Not too short, not too verbose.
I do like a shorter profile and recent journal entries about the things the sub does in life. 'Went to a munch, had some fun, and I think I made a few new friends.' Or: 'Still haven't been to any public play clubs and do not think I ever want to.' Or, 'Finally finished up my ____ training and am ready to start my new job next week.'
One of the things that happens a lot when searching for a female sub: Many female sub profiles are covers for a couple where the Dominant half is hunting for others to play with. When I see "I am single, not a couple looking for play partners,' I am very encouraged.
Also, fresh pics, not too revealing, and sad to say, not too perfect looking either. It is pretty easy to snap up a pic off of another site, and many scammers do this.
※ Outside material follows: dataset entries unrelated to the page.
//! Error types for palmer-core.

use std::path::PathBuf;

use thiserror::Error;

/// Result type for palmer-core operations.
pub type Result<T> = std::result::Result<T, Error>;

/// Errors that can occur in palmer-core.
#[derive(Debug, Error)]
pub enum Error {
    /// The dataset could not be loaded or failed schema validation.
    #[error("dataset error{}: {message}", path.as_ref().map(|p| format!(" in {}", p.display())).unwrap_or_default())]
    Dataset {
        path: Option<PathBuf>,
        message: String,
    },

    /// CSV decoding error.
    #[error("CSV error: {0}")]
    Csv(#[from] csv::Error),

    /// IO error.
    #[error("IO error: {0}")]
    Io(#[from] std::io::Error),

    /// No input with this name is registered.
    #[error("unknown input: {0}")]
    UnknownInput(String),

    /// A value of the wrong type (or an unrepresentable value) was written to an input.
    #[error("invalid value for input '{name}': {message}")]
    InvalidValue { name: String, message: String },

    /// No output with this id exists.
    #[error("unknown output: {0}")]
    UnknownOutput(String),

    /// Cyclic dependency detected in the output graph.
    #[error("cyclic dependency detected: {0}")]
    CyclicDependency(String),
}

impl Error {
    /// Format the error together with a short recovery hint for terminal output.
    pub fn with_hint(&self) -> String {
        let hint = match self {
            Error::Dataset { .. } | Error::Csv(_) => Some(
                "the CSV needs the columns species, island, bill_length_mm, bill_depth_mm, \
                 flipper_length_mm and body_mass_g (use NA for missing values)",
            ),
            Error::Io(_) => Some("check that the --data path exists and is readable"),
            Error::UnknownInput(_) => Some("run `palmer inputs` to list the available inputs"),
            Error::InvalidValue { .. } => {
                Some("run `palmer inputs` to see each input's type and valid range")
            }
            Error::UnknownOutput(_) => Some(
                "valid outputs are penguins_datatable, penguins_datagrid, histogram_plot, \
                 scatter_plot and distribution_plot",
            ),
            Error::CyclicDependency(_) => None,
        };

        match hint {
            Some(hint) => format!("{}\n  hint: {}", self, hint),
            None => self.to_string(),
        }
    }
}
//! Error types for the Palmer server.

use std::path::PathBuf;

/// Server error type.
#[derive(Debug, thiserror::Error)]
pub enum ServerError {
    /// IO error.
    #[error("IO error at {path}: {message}")]
    Io { path: PathBuf, message: String },

    /// Palmer core error.
    #[error("Core error: {0}")]
    Core(#[from] palmer_core::Error),

    /// WebSocket error.
    #[error("WebSocket error: {0}")]
    WebSocket(String),

    /// JSON serialization error.
    #[error("JSON error: {0}")]
    Json(#[from] serde_json::Error),
}

impl From<std::io::Error> for ServerError {
    fn from(e: std::io::Error) -> Self {
        Self::Io {
            path: PathBuf::new(),
            message: e.to_string(),
        }
    }
}

/// Result type for server operations.
pub type ServerResult<T> = Result<T, ServerError>;
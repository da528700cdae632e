//! Dashboard session management.
//!
//! A session is one client's view of the dashboard: its own input values and
//! its own incremental view engine over the shared, immutable dataset.

use std::sync::Arc;

use palmer::charts::{AttributeHistogram, DistributionChart, ScatterPlot};
use palmer::{DataGrid, DataTable, RenderedOutput, render_all, render_output};
use palmer_core::{
    Dataset, FilteredView, InputDef, InputRegistry, InputValue, OutputGraph, OutputId, ViewEngine,
};
use uuid::Uuid;

use crate::error::ServerResult;
use crate::protocol::{ClientMessage, ServerMessage};

/// State of one connected dashboard.
pub struct DashboardSession {
    id: Uuid,
    title: String,
    registry: InputRegistry,
    engine: ViewEngine,
    graph: OutputGraph,
}

impl DashboardSession {
    /// Create a session with every input at its default.
    pub fn new(dataset: Arc<Dataset>, title: impl Into<String>) -> ServerResult<Self> {
        let registry = InputRegistry::new();
        let engine = ViewEngine::new(dataset, registry.state());
        let graph = OutputGraph::dashboard()?;
        let id = Uuid::new_v4();

        tracing::debug!("Created session {} over {} rows", id, engine.dataset().len());

        Ok(Self {
            id,
            title: title.into(),
            registry,
            engine,
            graph,
        })
    }

    pub fn id(&self) -> Uuid {
        self.id
    }

    pub fn title(&self) -> &str {
        &self.title
    }

    /// Every input with its current value.
    pub fn inputs(&self) -> Vec<InputDef> {
        self.registry.definitions()
    }

    /// Full dashboard state: inputs plus every rendered output.
    pub fn get_state(&self) -> ServerMessage {
        ServerMessage::DashboardState {
            title: self.title.clone(),
            inputs: self.inputs(),
            outputs: self.render_all(),
        }
    }

    /// Validate and apply an input value.
    ///
    /// Returns the outputs that depend on the input, re-rendered. Writing the
    /// current value again re-renders nothing.
    pub fn update_input(&mut self, name: &str, value: &InputValue) -> ServerResult<Vec<RenderedOutput>> {
        let affected = self.apply_input(name, value)?;
        Ok(affected
            .into_iter()
            .map(|id| self.render_output(id))
            .collect())
    }

    /// Validate and apply an input value without rendering anything.
    ///
    /// Returns the outputs that depend on the input, in page order; empty when
    /// the value equals the current one.
    pub fn apply_input(&mut self, name: &str, value: &InputValue) -> ServerResult<Vec<OutputId>> {
        let Some(change) = self.registry.set_value(name, value)? else {
            tracing::debug!("Input {} unchanged", name);
            return Ok(Vec::new());
        };

        self.engine.apply(&change);
        let affected = self.graph.invalidated_outputs(change.name());
        tracing::debug!("Input {} changed, {} outputs affected", name, affected.len());
        Ok(affected)
    }

    /// Restore every input to its default.
    ///
    /// Returns the outputs affected by the inputs that actually changed, in page order.
    pub fn reset_inputs(&mut self) -> Vec<OutputId> {
        let mut affected = Vec::new();
        for change in self.registry.reset() {
            self.engine.apply(&change);
            affected.extend(self.graph.invalidated_outputs(change.name()));
        }
        affected.sort();
        affected.dedup();
        affected
    }

    /// Render a single output from the current inputs.
    pub fn render_output(&self, id: OutputId) -> RenderedOutput {
        render_output(id, &self.engine.filtered_data(), &self.engine.display())
    }

    /// Render every output, in page order.
    pub fn render_all(&self) -> Vec<RenderedOutput> {
        render_all(&self.engine.filtered_data(), &self.engine.display())
    }

    /// The dataset restricted to the selected species and islands.
    pub fn filtered_data(&self) -> FilteredView {
        self.engine.filtered_data()
    }

    /// Number of times the filtered view was actually recomputed.
    pub fn recomputations(&self) -> u64 {
        self.engine.recomputations()
    }

    pub fn penguins_datatable(&self) -> DataTable {
        DataTable::new(self.filtered_data())
    }

    pub fn penguins_datagrid(&self) -> DataGrid {
        DataGrid::new(self.filtered_data())
    }

    pub fn histogram_plot(&self) -> AttributeHistogram {
        let display = self.engine.display();
        AttributeHistogram::new(&self.filtered_data(), display.attribute, display.plotly_bins)
    }

    pub fn scatter_plot(&self) -> ScatterPlot {
        ScatterPlot::new(&self.filtered_data(), self.engine.display().attribute)
    }

    pub fn distribution_plot(&self) -> DistributionChart {
        let display = self.engine.display();
        DistributionChart::new(&self.filtered_data(), display.attribute, display.seaborn_bins)
    }

    /// Handle a client message, returning the replies in send order.
    pub fn handle(&mut self, msg: ClientMessage) -> Vec<ServerMessage> {
        match msg {
            ClientMessage::GetState => vec![self.get_state()],

            ClientMessage::InputUpdate { name, value } => match self.update_input(&name, &value) {
                Ok(outputs) => outputs
                    .into_iter()
                    .map(|output| ServerMessage::OutputUpdated { output })
                    .collect(),
                Err(e) => {
                    tracing::warn!("Rejected update of input {}: {}", name, e);
                    vec![ServerMessage::InputRejected {
                        name,
                        error: e.to_string(),
                    }]
                }
            },

            ClientMessage::ResetInputs => {
                let affected = self.reset_inputs();
                tracing::debug!("Reset inputs, {} outputs affected", affected.len());
                vec![self.get_state()]
            }
        }
    }
}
So, if you really are very attractive, put up a less slightly less attractive pic, then send a better one once we start connecting through emails.
If you have age comfort limits, please state what they are.
 Since any relationship will include vanilla interests I like to see a few boundaries. ie: 'Personal hard limits: allergic to cats, smokers, drug users, and arrogant bastards. lol'
Or: 'I smoke, so if you don't, be ok with it, or pass me by.'
 
I like to see if someone has a job, and also real life bdsm experience or not.
If they smoke, drug, public play or not.
 
That help?
 
MI
 
 

(in reply to Mystique567)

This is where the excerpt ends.